* [WHAT TO PRODUCE] All lines from the opening of the data to the line containing "fn forward(&self, _input: &crate::InputTensor)" must be returned unchanged, and only those lines.

* [MATERIAL FOR THIS EXERCISE]
★ ★ ★ ★ ★ ★ ★

#[cfg(test)]
mod tests {
    use super::*;
    use crate::status::StatusKind;
    use action_primitives::{ActionKind, DefaultActionExecutor, RecordingInputSurface};
    use frame_source::Frame;
    use screenpilot_core_types::ScreenSize;
    use std::path::Path;
    use std::sync::atomic::AtomicUsize;

    #[derive(Clone)]
    struct FakeModel {
        spec: TensorSpec,
        scores: Vec<f32>,
        delay: Duration,
        invalidate: bool,
        active: Arc<AtomicUsize>,
        max_active: Arc<AtomicUsize>,
    }

    impl FakeModel {
        fn new(scores: Vec<f32>) -> Self {
            Self {
                spec: TensorSpec {
                    side: 4,
                    ..TensorSpec::default()
                },
                scores,
                delay: Duration::ZERO,
                invalidate: false,
                active: Arc::new(AtomicUsize::new(0)),
                max_active: Arc::new(AtomicUsize::new(0)),
            }
        }
    }

    impl LoadedModel for FakeModel {
        fn input_spec(&self) -> TensorSpec {
            self.spec
        }

        fn output_len(&self) -> usize {
            self.scores.len()
        }

        fn forward(&self, _input: &crate::InputTensor) -> Result<Vec<f32>, InferenceError> {
            let now = self.active.fetch_add(1, Ordering::SeqCst) + 1;
            self.max_active.fetch_max(now, Ordering::SeqCst);
            std::thread::sleep(self.delay);
            self.active.fetch_sub(1, Ordering::SeqCst);
            if self.invalidate {
                return Err(InferenceError::Invalidated("device lost".into()));
            }
            Ok(self.scores.clone())
        }
    }

    struct FakeRuntime {
        model: FakeModel,
        loads: AtomicUsize,
    }

    impl ModelRuntime for FakeRuntime {
        fn name(&self) -> &str {
            "fake"
        }

        fn load(&self, _path: &Path) -> Result<Box<dyn LoadedModel>, LoadError> {
            self.loads.fetch_add(1, Ordering::SeqCst);
            Ok(Box::new(self.model.clone()))
        }
    }

    struct FakeProvider {
        ready: AtomicBool,
    }

    impl ModelProvider for FakeProvider {
        fn is_ready(&self) -> bool {
            self.ready.load(Ordering::SeqCst)
        }

        fn resolve_path(&self) -> PathBuf {
            PathBuf::from("/models/fake.spdn")
        }
    }

    struct Harness {
        engine: InferenceEngine,
        slot: Arc<FrameSlot>,
        provider: Arc<FakeProvider>,
        runtime: Arc<FakeRuntime>,
        surface: Arc<RecordingInputSurface>,
    }

    fn harness(model: FakeModel, ready: bool) -> Harness {
        let slot = Arc::new(FrameSlot::new());
        let provider = Arc::new(FakeProvider {
            ready: AtomicBool::new(ready),
        });
        let runtime = Arc::new(FakeRuntime {
            model,
            loads: AtomicUsize::new(0),
        });
        let surface = Arc::new(RecordingInputSurface::new());
        let executor = Arc::new(DefaultActionExecutor::new(
            surface.clone(),
            ScreenSize::new(1080, 1920),
        ));
        let engine = InferenceEngine::new(
            provider.clone(),
            runtime.clone(),
            slot.clone(),
            executor,
            EngineOptions::default(),
        );
        Harness {
            engine,
            slot,
            provider,
            runtime,
            surface,
        }
    }

    fn frame() -> Arc<Frame> {
        Arc::new(Frame::from_rgb(8, 8, vec![100; 8 * 8 * 3], Utc::now()).unwrap())
    }

    fn drain(rx: &mut broadcast::Receiver<StatusEvent>) -> Vec<StatusEvent> {
        let mut events = Vec::new();
        while let Ok(event) = rx.try_recv() {
            events.push(event);
        }
        events
    }

    #[tokio::test]
    async fn unavailable_model_suspends_and_reports_once() {
        let h = harness(FakeModel::new(vec![1.0]), false);
        let mut status = h.engine.subscribe_status();

        let err = h.engine.load().await.unwrap_err();
        assert!(matches!(err, EngineError::Load(LoadError::Unavailable(_))));
        assert!(matches!(
            h.engine.state(),
            LoopState::Suspended(SuspendReason::ModelUnavailable(_))
        ));

        assert_eq!(
            h.engine.start(Duration::from_millis(5)).await,
            Err(EngineError::NotLoaded)
        );
        h.slot.publish(frame());
        tokio::time::sleep(Duration::from_millis(30)).await;

        assert!(!h.engine.is_ticking());
        assert_eq!(h.engine.metrics().ticks_started, 0);
        assert_eq!(h.runtime.loads.load(Ordering::SeqCst), 0);
        let events = drain(&mut status);
        assert_eq!(events.len(), 1);
        assert_eq!(events[0].kind, StatusKind::Error);
    }

    #[tokio::test]
    async fn retry_after_unavailable_succeeds() {
        let h = harness(FakeModel::new(vec![1.0]), false);
        assert!(h.engine.load().await.is_err());
        h.provider.ready.store(true, Ordering::SeqCst);
        h.engine.load().await.unwrap();
        assert_eq!(
            h.engine.state(),
            LoopState::Suspended(SuspendReason::AwaitingStart)
        );
    }

    #[tokio::test]
    async fn load_is_idempotent() {
        let h = harness(FakeModel::new(vec![1.0]), true);
        let first = h.engine.load().await.unwrap();
        let second = h.engine.load().await.unwrap();
        assert_eq!(first, second);
        assert_eq!(h.runtime.loads.load(Ordering::SeqCst), 1);
        assert_eq!(h.engine.model_info().unwrap().output_len, 1);
    }

    #[tokio::test]
    async fn tick_consumes_latest_frame_only() {
        let h = harness(FakeModel::new(vec![0.9, 0.1, 0.05, 0.0]), true);
        h.engine.load().await.unwrap();

        let older = frame();
        let newer = frame();
        h.slot.publish(older.clone());
        h.slot.publish(newer.clone());

        match h.engine.tick_once().await {
            TickOutcome::Completed {
                frame_id,
                action,
                outcome,
            } => {
                assert_eq!(&frame_id, newer.id());
                assert_ne!(&frame_id, older.id());
                assert_eq!(action.kind(), ActionKind::Click);
                assert_eq!(action.confidence(), 0.9);
                assert!(outcome.ok);
            }
            other => panic!("unexpected tick outcome: {other:?}"),
        }
        assert!(matches!(
            h.engine.tick_once().await,
            TickOutcome::Skipped(SkipReason::NoFrame)
        ));
        assert_eq!(h.surface.strokes().len(), 1);
    }

    #[tokio::test]
    async fn overlapping_tick_is_skipped() {
        let mut model = FakeModel::new(vec![0.0, 0.0, 0.0, 1.0]);
        model.delay = Duration::from_millis(150);
        let max_active = model.max_active.clone();
        let h = harness(model, true);
        h.engine.load().await.unwrap();
        h.slot.publish(frame());

        let engine = h.engine.clone();
        let first = tokio::spawn(async move { engine.tick_once().await });
        tokio::time::sleep(Duration::from_millis(40)).await;

        h.slot.publish(frame());
        assert!(matches!(
            h.engine.tick_once().await,
            TickOutcome::Skipped(SkipReason::InFlight)
        ));
        assert!(first.await.unwrap().is_completed());

        assert_eq!(max_active.load(Ordering::SeqCst), 1);
        let metrics = h.engine.metrics();
        assert_eq!(metrics.skipped_in_flight, 1);
        assert_eq!(metrics.ticks_completed, 1);
        // the skipped tick did not consume the second frame
        assert!(!h.slot.is_empty());
    }

    #[tokio::test]
    async fn periodic_loop_never_overlaps_and_stops_to_idle() {
        let mut model = FakeModel::new(vec![0.1, 0.7, 0.2]);
        model.delay = Duration::from_millis(15);
        let max_active = model.max_active.clone();
        let h = harness(model, true);
        let mut status = h.engine.subscribe_status();
        h.engine.load().await.unwrap();
        h.engine.start(Duration::from_millis(5)).await.unwrap();
        assert_eq!(h.engine.state(), LoopState::Running);

        for _ in 0..20 {
            h.slot.publish(frame());
            tokio::time::sleep(Duration::from_millis(5)).await;
        }
        h.engine.stop().await;

        assert_eq!(h.engine.state(), LoopState::Idle);
        assert!(!h.engine.is_ticking());
        assert_eq!(max_active.load(Ordering::SeqCst), 1);
        assert!(h.engine.metrics().ticks_completed > 0);
        assert!(h.engine.model_info().is_some());

        let kinds: Vec<StatusKind> = drain(&mut status).into_iter().map(|e| e.kind).collect();
        assert_eq!(kinds, vec![StatusKind::Started, StatusKind::Stopped]);
    }

    #[tokio::test]
    async fn scheduled_tick_due_after_stop_does_no_work() {
        let h = harness(FakeModel::new(vec![0.2, 0.9]), true);
        h.engine.load().await.unwrap();
        h.engine.start(Duration::from_secs(3600)).await.unwrap();
        h.engine.stop().await;
        let started = h.engine.metrics().ticks_started;

        h.slot.publish(frame());
        assert!(matches!(
            h.engine.inner.tick(TickSource::Scheduled).await,
            TickOutcome::Skipped(SkipReason::Stopped)
        ));
        assert_eq!(h.engine.metrics().ticks_started, started);
        assert!(!h.slot.is_empty());

        // manual ticks are not tied to the ticker
        assert!(h.engine.tick_once().await.is_completed());
    }

    #[tokio::test]
    async fn invalidated_handle_suspends_until_reload() {
        let mut model = FakeModel::new(vec![1.0]);
        model.invalidate = true;
        let h = harness(model, true);
        let mut status = h.engine.subscribe_status();
        let first = h.engine.load().await.unwrap();
        h.slot.publish(frame());

        assert!(matches!(
            h.engine.tick_once().await,
            TickOutcome::Failed(TickFailure::Inference(InferenceError::Invalidated(_)))
        ));
        assert!(matches!(
            h.engine.state(),
            LoopState::Suspended(SuspendReason::HandleInvalidated(_))
        ));
        assert!(h.engine.model_info().is_none());

        h.slot.publish(frame());
        assert!(matches!(
            h.engine.tick_once().await,
            TickOutcome::Skipped(SkipReason::NoModel)
        ));

        let second = h.engine.load().await.unwrap();
        assert_ne!(first, second);
        let events = drain(&mut status);
        assert_eq!(events.len(), 1);
        assert_eq!(events[0].kind, StatusKind::Error);
    }

    #[tokio::test]
    async fn transform_failure_skips_tick_without_state_change() {
        let mut model = FakeModel::new(vec![1.0]);
        model.spec.std = 0.0;
        let h = harness(model, true);
        h.engine.load().await.unwrap();
        h.slot.publish(frame());

        assert!(matches!(
            h.engine.tick_once().await,
            TickOutcome::Failed(TickFailure::Transform(_))
        ));
        assert_eq!(
            h.engine.state(),
            LoopState::Suspended(SuspendReason::AwaitingStart)
        );
        assert_eq!(h.engine.metrics().transform_failures, 1);
    }

    #[tokio::test]
    async fn shutdown_releases_model_and_refuses_restart() {
        let h = harness(FakeModel::new(vec![1.0]), true);
        h.engine.load().await.unwrap();
        h.engine.start(Duration::from_millis(10)).await.unwrap();
        h.engine.shutdown().await;

        assert_eq!(h.engine.state(), LoopState::Stopped);
        assert!(h.engine.model_info().is_none());
        assert_eq!(
            h.engine.start(Duration::from_millis(10)).await,
            Err(EngineError::ShutDown)
        );
        assert_eq!(h.engine.load().await, Err(EngineError::ShutDown));
        assert!(matches!(
            h.engine.tick_once().await,
            TickOutcome::Skipped(SkipReason::Closed)
        ));
    }

    #[tokio::test]
    async fn zero_period_is_rejected() {
        let h = harness(FakeModel::new(vec![1.0]), true);
        h.engine.load().await.unwrap();
        assert_eq!(
            h.engine.start(Duration::ZERO).await,
            Err(EngineError::InvalidPeriod)
        );
    }
}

★ ★ ★ ★ ★ ★ ★

* [COMPLETED EXERCISE]
#[cfg(test)]
mod tests {
    use super::*;
    use crate::status::StatusKind;
    use action_primitives::{ActionKind, DefaultActionExecutor, RecordingInputSurface};
    use frame_source::Frame;
    use screenpilot_core_types::ScreenSize;
    use std::path::Path;
    use std::sync::atomic::AtomicUsize;

    #[derive(Clone)]
    struct FakeModel {
        spec: TensorSpec,
        scores: Vec<f32>,
        delay: Duration,
        invalidate: bool,
        active: Arc<AtomicUsize>,
        max_active: Arc<AtomicUsize>,
    }

    impl FakeModel {
        fn new(scores: Vec<f32>) -> Self {
            Self {
                spec: TensorSpec {
                    side: 4,
                    ..TensorSpec::default()
                },
                scores,
                delay: Duration::ZERO,
                invalidate: false,
                active: Arc::new(AtomicUsize::new(0)),
                max_active: Arc::new(AtomicUsize::new(0)),
            }
        }
    }

    impl LoadedModel for FakeModel {
        fn input_spec(&self) -> TensorSpec {
            self.spec
        }

        fn output_len(&self) -> usize {
            self.scores.len()
        }

        fn forward(&self, _input: &crate::InputTensor) -> Result<Vec<f32>, InferenceError> {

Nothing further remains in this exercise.